In the next chapter there is an account of the treatment of a remarkable
case of abscess of the uvula. In the following chapter the swelling of
cervical glands is taken up. In his experience expectant treatment of
these was best. He advises internal medication with the building up of
the general health, or suggests allowing the inflamed glands to empty
themselves after pustulation. After much meddlesome surgery we are
almost back to his methods again. He did not hesitate to treat goitre
surgically, though he considered there were certain internal remedies
that would benefit it. In obstinate cases he suggests the complete
extirpation of cystic goitre, but if the sac is allowed to remain it
should be thoroughly rubbed over on the inside with green ointment. He
warns about the necessity for avoiding the veins and arteries in this
operation, and says that in this affection many large veins make their
appearance and they find their way everywhere through the fleshy mass.

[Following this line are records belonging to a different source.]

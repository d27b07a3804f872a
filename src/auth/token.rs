// SPDX-License-Identifier: AGPL-3.0-or-later
//
// Copyright (C) 2026 Relational Network

//! Capability token issuing and validation.
//!
//! A capability token is an HS256 JWT embedding the authenticated address
//! and a snapshot of the assets its wallet held at login. The token is a
//! stateless bearer credential: nothing is stored server-side, and the
//! asset list is never re-checked against live holdings during validation.
//! Callers re-authenticate to refresh entitlements.
//!
//! The signing secret is process-wide configuration loaded once at startup
//! and injected here; rotating it invalidates every outstanding token.

use std::time::Duration;

use chrono::Utc;
use jsonwebtoken::{decode, encode, Algorithm, DecodingKey, EncodingKey, Header, Validation};
use serde::{Deserialize, Serialize};

use super::error::AuthError;
use crate::models::{AssetId, WalletAddress};

/// Clock skew tolerance (60 seconds).
const CLOCK_SKEW_LEEWAY: u64 = 60;

/// Claims carried by a capability token.
#[derive(Debug, Clone, Serialize, Deserialize)]
pub struct TokenClaims {
    /// The authenticated wallet address.
    pub address: String,
    /// Assets held by the wallet at issuance time, in upstream order.
    pub assets: Vec<String>,
    /// Issued at timestamp.
    pub iat: i64,
    /// Expiration timestamp; absent when no TTL is configured.
    #[serde(default, skip_serializing_if = "Option::is_none")]
    pub exp: Option<i64>,
}

/// Issues and validates capability tokens with a process-wide secret.
pub struct TokenService {
    encoding_key: EncodingKey,
    decoding_key: DecodingKey,
    validation: Validation,
    ttl: Option<Duration>,
}

impl TokenService {
    /// Create a token service from the signing secret and optional lifetime.
    pub fn new(secret: &str, ttl: Option<Duration>) -> Self {
        let mut validation = Validation::new(Algorithm::HS256);
        validation.leeway = CLOCK_SKEW_LEEWAY;
        if ttl.is_none() {
            // Without a configured TTL tokens carry no expiry claim.
            validation.validate_exp = false;
            validation.set_required_spec_claims::<&str>(&[]);
        }

        Self {
            encoding_key: EncodingKey::from_secret(secret.as_bytes()),
            decoding_key: DecodingKey::from_secret(secret.as_bytes()),
            validation,
            ttl,
        }
    }

    /// Mint a token for `address` holding `assets`.
    pub fn issue(&self, address: &WalletAddress, assets: &[AssetId]) -> Result<String, AuthError> {
        let now = Utc::now().timestamp();
        let claims = TokenClaims {
            address: address.to_string(),
            assets: assets.iter().map(|asset| asset.to_string()).collect(),
            iat: now,
            exp: self.ttl.map(|ttl| now + ttl.as_secs() as i64),
        };

        encode(&Header::default(), &claims, &self.encoding_key)
            .map_err(|e| AuthError::InternalError(format!("Failed to encode token: {e}")))
    }

    /// Verify a token's signature and decode its claims.
    ///
    /// The embedded address and asset list are returned verbatim; no live
    /// re-check against the asset resolver happens here.
    pub fn validate(&self, token: &str) -> Result<TokenClaims, AuthError> {
        decode::<TokenClaims>(token, &self.decoding_key, &self.validation)
            .map(|data| data.claims)
            .map_err(|e| match e.kind() {
                jsonwebtoken::errors::ErrorKind::ExpiredSignature => AuthError::TokenExpired,
                jsonwebtoken::errors::ErrorKind::InvalidSignature => AuthError::InvalidSignature,
                _ => AuthError::MalformedToken,
            })
    }
}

What I have given here is to be found in a little more than half a page
of Gurlt's abstract of the first twenty chapters of Salicet's first
book. Altogether Gurlt has more than ten pages of rather small print
with regard to William; most of it is as interesting and as practical
and as representative of anticipations of what is done in the modern
time as what I have here quoted. William, as I have said, depended much
more upon his own experience than upon what was to be found in
text-books. He knew the old text-books very well however, but as a rule
did not quote from them unless he had tried the recommendations for
himself, or unless similar cases to these mentioned had come under his
own observation. He was evidently a thoroughly observant physician, a
skilled surgeon who was practical enough to see the simplest way to do
things, and he proceeded to do them. It is no wonder that he influenced
succeeding generations so much, nor that his great pupil, Lanfranc,
continuing his tradition, founded a school of surgery in Paris, the
influence of which was to endure almost down to our time, and give
France a primacy in surgery until the nineteenth century.